*** Extracted records

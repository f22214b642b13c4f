//! Scratch files for stages that need random access.
//!
//! Naming and deletion are delegated to `tempfile`. A [`TempFile`] is deleted
//! exactly once: explicitly through [`TempFile::release`], or when dropped.

use crate::error::{Result, StreamError};
use std::path::{Path, PathBuf};
use tempfile::{NamedTempFile, TempPath};

pub const DEFAULT_PREFIX: &str = "streamstack";

/// Where scratch files go and how they are named
#[derive(Debug, Clone)]
pub struct TempFiles {
    dir: PathBuf,
    prefix: String,
}

impl Default for TempFiles {
    fn default() -> Self {
        Self::new(std::env::temp_dir(), DEFAULT_PREFIX)
    }
}

impl TempFiles {
    pub fn new(dir: impl Into<PathBuf>, prefix: impl Into<String>) -> Self {
        Self {
            dir: dir.into(),
            prefix: prefix.into(),
        }
    }

    pub fn dir(&self) -> &Path {
        &self.dir
    }

    /// A fresh, empty file with a unique name; deleted if dropped
    pub fn create(&self, tag: &str) -> Result<NamedTempFile> {
        let prefix = format!("{}_{}_", self.prefix, tag);
        Ok(tempfile::Builder::new()
            .prefix(&prefix)
            .tempfile_in(&self.dir)?)
    }

    /// Reserve a unique scratch path (the file exists, empty)
    pub fn reserve(&self, tag: &str) -> Result<TempFile> {
        Ok(TempFile::from(self.create(tag)?))
    }

    /// Run `f` against a scratch path, deleting it afterwards whatever happens.
    /// A failure from `f` wins over a failure to delete.
    pub fn scoped<T, F>(&self, tag: &str, f: F) -> Result<T>
    where
        F: FnOnce(&Path) -> Result<T>,
    {
        let mut temp = self.reserve(tag)?;
        let outcome = f(temp.path());
        let released = temp.release();
        let value = outcome?;
        released?;
        Ok(value)
    }
}

/// Handle to one scratch file
#[derive(Debug)]
pub struct TempFile {
    path: PathBuf,
    owned: Option<TempPath>,
}

impl TempFile {
    pub fn path(&self) -> &Path {
        &self.path
    }

    /// True once the file has been deleted (or handed over)
    pub fn is_released(&self) -> bool {
        self.owned.is_none()
    }

    /// Delete the file now. Later calls do nothing.
    pub fn release(&mut self) -> Result<()> {
        match self.owned.take() {
            Some(owned) => {
                tracing::trace!(path = %self.path.display(), "deleting temp file");
                owned
                    .close()
                    .map_err(|e| StreamError::Io(e).into_cleanup())
            }
            None => Ok(()),
        }
    }
}

impl From<NamedTempFile> for TempFile {
    fn from(file: NamedTempFile) -> Self {
        let owned = file.into_temp_path();
        Self {
            path: owned.to_path_buf(),
            owned: Some(owned),
        }
    }
}

/// Release every handle, reporting the first failure
pub fn release_all(temps: &mut [TempFile]) -> Result<()> {
    let mut first = Ok(());
    for temp in temps.iter_mut() {
        let released = temp.release();
        if first.is_ok() {
            first = released;
        }
    }
    first
}
use clap::{Parser, Subcommand};
use std::io::Write;
use std::path::PathBuf;
use std::process::ExitCode;
use streamstack::cli::{
    cat_resource, copy_resource, describe_stages, load_config, parse_stages, show_capabilities,
    CopyOptions, StageSetting, STDIO,
};
use streamstack::{Registry, StageId};
use tracing_subscriber::EnvFilter;

/// Version info from build.rs
const VERSION: &str = env!("STREAMSTACK_VERSION");
const PROFILE: &str = env!("STREAMSTACK_PROFILE");
const GIT_HASH: &str = env!("STREAMSTACK_GIT_HASH");
const ZIP_DEFAULT: &str = env!("STREAMSTACK_ZIP_DEFAULT");

fn get_version() -> &'static str {
    use std::sync::OnceLock;
    static VERSION_STRING: OnceLock<String> = OnceLock::new();
    VERSION_STRING.get_or_init(|| {
        format!("{} {} ({}, zip: {})", PROFILE, VERSION, GIT_HASH, ZIP_DEFAULT)
    })
}

#[derive(Parser)]
#[command(name = "streamstack")]
#[command(author, about = "Read and write data through layered compression, archive and encoding stages", long_about = None)]
struct Cli {
    /// Print version
    #[arg(short = 'V', long)]
    version: bool,

    #[command(subcommand)]
    command: Option<Commands>,
}

#[derive(Subcommand)]
enum Commands {
    /// Copy a resource, decoding the input and encoding the output
    #[command(alias = "cp")]
    Copy {
        /// Input file, or - for stdin
        input: String,

        /// Output file, or - for stdout
        output: String,

        /// Input stages, innermost first (e.g. gzip,encode); inferred from the name if omitted
        #[arg(long)]
        from: Option<String>,

        /// Output stages, innermost first; inferred from the name if omitted
        #[arg(long)]
        to: Option<String>,

        /// Stage option as stage.key=value (repeatable)
        #[arg(long = "option", short = 'o', value_parser = parse_setting)]
        options: Vec<StageSetting>,

        /// JSON config file
        #[arg(long)]
        config: Option<PathBuf>,
    },

    /// Decode a resource to stdout
    Cat {
        /// Input file, or - for stdin
        input: String,

        /// Input stages, innermost first; inferred from the name if omitted
        #[arg(long)]
        from: Option<String>,

        /// Stage option as stage.key=value (repeatable)
        #[arg(long = "option", short = 'o', value_parser = parse_setting)]
        options: Vec<StageSetting>,

        /// JSON config file
        #[arg(long)]
        config: Option<PathBuf>,
    },

    /// Show the stages inferred from a resource name
    Stages {
        /// File name to inspect
        name: String,

        /// JSON config file (for suffix_depth)
        #[arg(long)]
        config: Option<PathBuf>,
    },

    /// List registered stages and available backends
    Capabilities,
}

/// `--from`/`--to`: absent means infer, an empty string means no stages
fn stage_list(arg: Option<String>) -> streamstack::Result<Option<Vec<StageId>>> {
    arg.as_deref().map(parse_stages).transpose()
}

fn parse_setting(s: &str) -> Result<StageSetting, String> {
    s.parse().map_err(|e| format!("{}", e))
}

fn main() -> ExitCode {
    tracing_subscriber::fmt()
        .with_env_filter(EnvFilter::from_default_env())
        .with_writer(std::io::stderr)
        .init();

    let cli = Cli::parse();

    if cli.version {
        println!("streamstack {}", get_version());
        return ExitCode::SUCCESS;
    }

    let command = match cli.command {
        Some(cmd) => cmd,
        None => {
            use clap::CommandFactory;
            let _ = Cli::command().print_help();
            println!();
            return ExitCode::SUCCESS;
        }
    };

    let result = match command {
        Commands::Copy {
            input,
            output,
            from,
            to,
            options,
            config,
        } => stage_list(from).and_then(|from| {
            let options = CopyOptions {
                from,
                to: stage_list(to)?,
                options,
                config,
            };
            let copied = copy_resource(&input, &output, &options)?;
            if output != STDIO {
                eprintln!("Copied {} bytes to {}", copied, output);
            }
            Ok(())
        }),

        Commands::Cat {
            input,
            from,
            options,
            config,
        } => stage_list(from).and_then(|from| {
            let options = CopyOptions {
                from,
                to: None,
                options,
                config,
            };
            cat_resource(&input, &options).map(|_| ())
        }),

        Commands::Stages { name, config } => load_config(config.as_ref()).map(|config| {
            print!(
                "{}",
                describe_stages(Registry::global(), &name, config.suffix_depth)
            );
        }),

        Commands::Capabilities => {
            print!("{}", show_capabilities(Registry::global()));
            Ok(())
        }
    };

    let _ = std::io::stdout().flush();

    match result {
        Ok(()) => ExitCode::SUCCESS,
        Err(e) => {
            eprintln!("Error: {}", e);
            ExitCode::FAILURE
        }
    }
}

******

The whole listing above is to be output exactly.

● Task output:
repository f22214b642b13c4f
//! Scratch files for stages that need random access.
//!
//! Naming and deletion are delegated to `tempfile`. A [`TempFile`] is deleted
//! exactly once: explicitly through [`TempFile::release`], or when dropped.

use crate::error::{Result, StreamError};
use std::path::{Path, PathBuf};
use tempfile::{NamedTempFile, TempPath};

pub const DEFAULT_PREFIX: &str = "streamstack";

/// Where scratch files go and how they are named
#[derive(Debug, Clone)]
pub struct TempFiles {
    dir: PathBuf,
    prefix: String,
}

impl Default for TempFiles {
    fn default() -> Self {
        Self::new(std::env::temp_dir(), DEFAULT_PREFIX)
    }
}

impl TempFiles {
    pub fn new(dir: impl Into<PathBuf>, prefix: impl Into<String>) -> Self {
        Self {
            dir: dir.into(),
            prefix: prefix.into(),
        }
    }

    pub fn dir(&self) -> &Path {
        &self.dir
    }

    /// A fresh, empty file with a unique name; deleted if dropped
    pub fn create(&self, tag: &str) -> Result<NamedTempFile> {
        let prefix = format!("{}_{}_", self.prefix, tag);
        Ok(tempfile::Builder::new()
            .prefix(&prefix)
            .tempfile_in(&self.dir)?)
    }

    /// Reserve a unique scratch path (the file exists, empty)
    pub fn reserve(&self, tag: &str) -> Result<TempFile> {
        Ok(TempFile::from(self.create(tag)?))
    }

    /// Run `f` against a scratch path, deleting it afterwards whatever happens.
    /// A failure from `f` wins over a failure to delete.
    pub fn scoped<T, F>(&self, tag: &str, f: F) -> Result<T>
    where
        F: FnOnce(&Path) -> Result<T>,
    {
        let mut temp = self.reserve(tag)?;
        let outcome = f(temp.path());
        let released = temp.release();
        let value = outcome?;
        released?;
        Ok(value)
    }
}

/// Handle to one scratch file
#[derive(Debug)]
pub struct TempFile {
    path: PathBuf,
    owned: Option<TempPath>,
}

impl TempFile {
    pub fn path(&self) -> &Path {
        &self.path
    }

    /// True once the file has been deleted (or handed over)
    pub fn is_released(&self) -> bool {
        self.owned.is_none()
    }

    /// Delete the file now. Later calls do nothing.
    pub fn release(&mut self) -> Result<()> {
        match self.owned.take() {
            Some(owned) => {
                tracing::trace!(path = %self.path.display(), "deleting temp file");
                owned
                    .close()
                    .map_err(|e| StreamError::Io(e).into_cleanup())
            }
            None => Ok(()),
        }
    }
}

impl From<NamedTempFile> for TempFile {
    fn from(file: NamedTempFile) -> Self {
        let owned = file.into_temp_path();
        Self {
            path: owned.to_path_buf(),
            owned: Some(owned),
        }
    }
}

/// Release every handle, reporting the first failure
pub fn release_all(temps: &mut [TempFile]) -> Result<()> {
    let mut first = Ok(());
    for temp in temps.iter_mut() {
        let released = temp.release();
        if first.is_ok() {
            first = released;
        }
    }
    first
}
use clap::{Parser, Subcommand};
use std::io::Write;
use std::path::PathBuf;
use std::process::ExitCode;
use streamstack::cli::{
    cat_resource, copy_resource, describe_stages, load_config, parse_stages, show_capabilities,
    CopyOptions, StageSetting, STDIO,
};
use streamstack::{Registry, StageId};
use tracing_subscriber::EnvFilter;

/// Version info from build.rs
const VERSION: &str = env!("STREAMSTACK_VERSION");
const PROFILE: &str = env!("STREAMSTACK_PROFILE");
const GIT_HASH: &str = env!("STREAMSTACK_GIT_HASH");
const ZIP_DEFAULT: &str = env!("STREAMSTACK_ZIP_DEFAULT");

fn get_version() -> &'static str {
    use std::sync::OnceLock;
    static VERSION_STRING: OnceLock<String> = OnceLock::new();
    VERSION_STRING.get_or_init(|| {
        format!("{} {} ({}, zip: {})", PROFILE, VERSION, GIT_HASH, ZIP_DEFAULT)
    })
}

#[derive(Parser)]
#[command(name = "streamstack")]
#[command(author, about = "Read and write data through layered compression, archive and encoding stages", long_about = None)]
struct Cli {
    /// Print version
    #[arg(short = 'V', long)]
    version: bool,

    #[command(subcommand)]
    command: Option<Commands>,
}

#[derive(Subcommand)]
enum Commands {
    /// Copy a resource, decoding the input and encoding the output
    #[command(alias = "cp")]
    Copy {
        /// Input file, or - for stdin
        input: String,

        /// Output file, or - for stdout
        output: String,

        /// Input stages, innermost first (e.g. gzip,encode); inferred from the name if omitted
        #[arg(long)]
        from: Option<String>,

        /// Output stages, innermost first; inferred from the name if omitted
        #[arg(long)]
        to: Option<String>,

        /// Stage option as stage.key=value (repeatable)
        #[arg(long = "option", short = 'o', value_parser = parse_setting)]
        options: Vec<StageSetting>,

        /// JSON config file
        #[arg(long)]
        config: Option<PathBuf>,
    },

    /// Decode a resource to stdout
    Cat {
        /// Input file, or - for stdin
        input: String,

        /// Input stages, innermost first; inferred from the name if omitted
        #[arg(long)]
        from: Option<String>,

        /// Stage option as stage.key=value (repeatable)
        #[arg(long = "option", short = 'o', value_parser = parse_setting)]
        options: Vec<StageSetting>,

        /// JSON config file
        #[arg(long)]
        config: Option<PathBuf>,
    },

    /// Show the stages inferred from a resource name
    Stages {
        /// File name to inspect
        name: String,

        /// JSON config file (for suffix_depth)
        #[arg(long)]
        config: Option<PathBuf>,
    },

    /// List registered stages and available backends
    Capabilities,
}

/// `--from`/`--to`: absent means infer, an empty string means no stages
fn stage_list(arg: Option<String>) -> streamstack::Result<Option<Vec<StageId>>> {
    arg.as_deref().map(parse_stages).transpose()
}

fn parse_setting(s: &str) -> Result<StageSetting, String> {
    s.parse().map_err(|e| format!("{}", e))
}

fn main() -> ExitCode {
    tracing_subscriber::fmt()
        .with_env_filter(EnvFilter::from_default_env())
        .with_writer(std::io::stderr)
        .init();

    let cli = Cli::parse();

    if cli.version {
        println!("streamstack {}", get_version());
        return ExitCode::SUCCESS;
    }

    let command = match cli.command {
        Some(cmd) => cmd,
        None => {
            use clap::CommandFactory;
            let _ = Cli::command().print_help();
            println!();
            return ExitCode::SUCCESS;
        }
    };

    let result = match command {
        Commands::Copy {
            input,
            output,
            from,
            to,
            options,
            config,
        } => stage_list(from).and_then(|from| {
            let options = CopyOptions {
                from,
                to: stage_list(to)?,
                options,
                config,
            };
            let copied = copy_resource(&input, &output, &options)?;
            if output != STDIO {
                eprintln!("Copied {} bytes to {}", copied, output);
            }
            Ok(())
        }),

        Commands::Cat {
            input,
            from,
            options,
            config,
        } => stage_list(from).and_then(|from| {
            let options = CopyOptions {
                from,
                to: None,
                options,
                config,
            };
            cat_resource(&input, &options).map(|_| ())
        }),

        Commands::Stages { name, config } => load_config(config.as_ref()).map(|config| {
            print!(
                "{}",
                describe_stages(Registry::global(), &name, config.suffix_depth)
            );
        }),

        Commands::Capabilities => {
            print!("{}", show_capabilities(Registry::global()));
            Ok(())
        }
    };

    let _ = std::io::stdout().flush();

    match result {
        Ok(()) => ExitCode::SUCCESS,
        Err(e) => {
            eprintln!("Error: {}", e);
            ExitCode::FAILURE
        }
    }
}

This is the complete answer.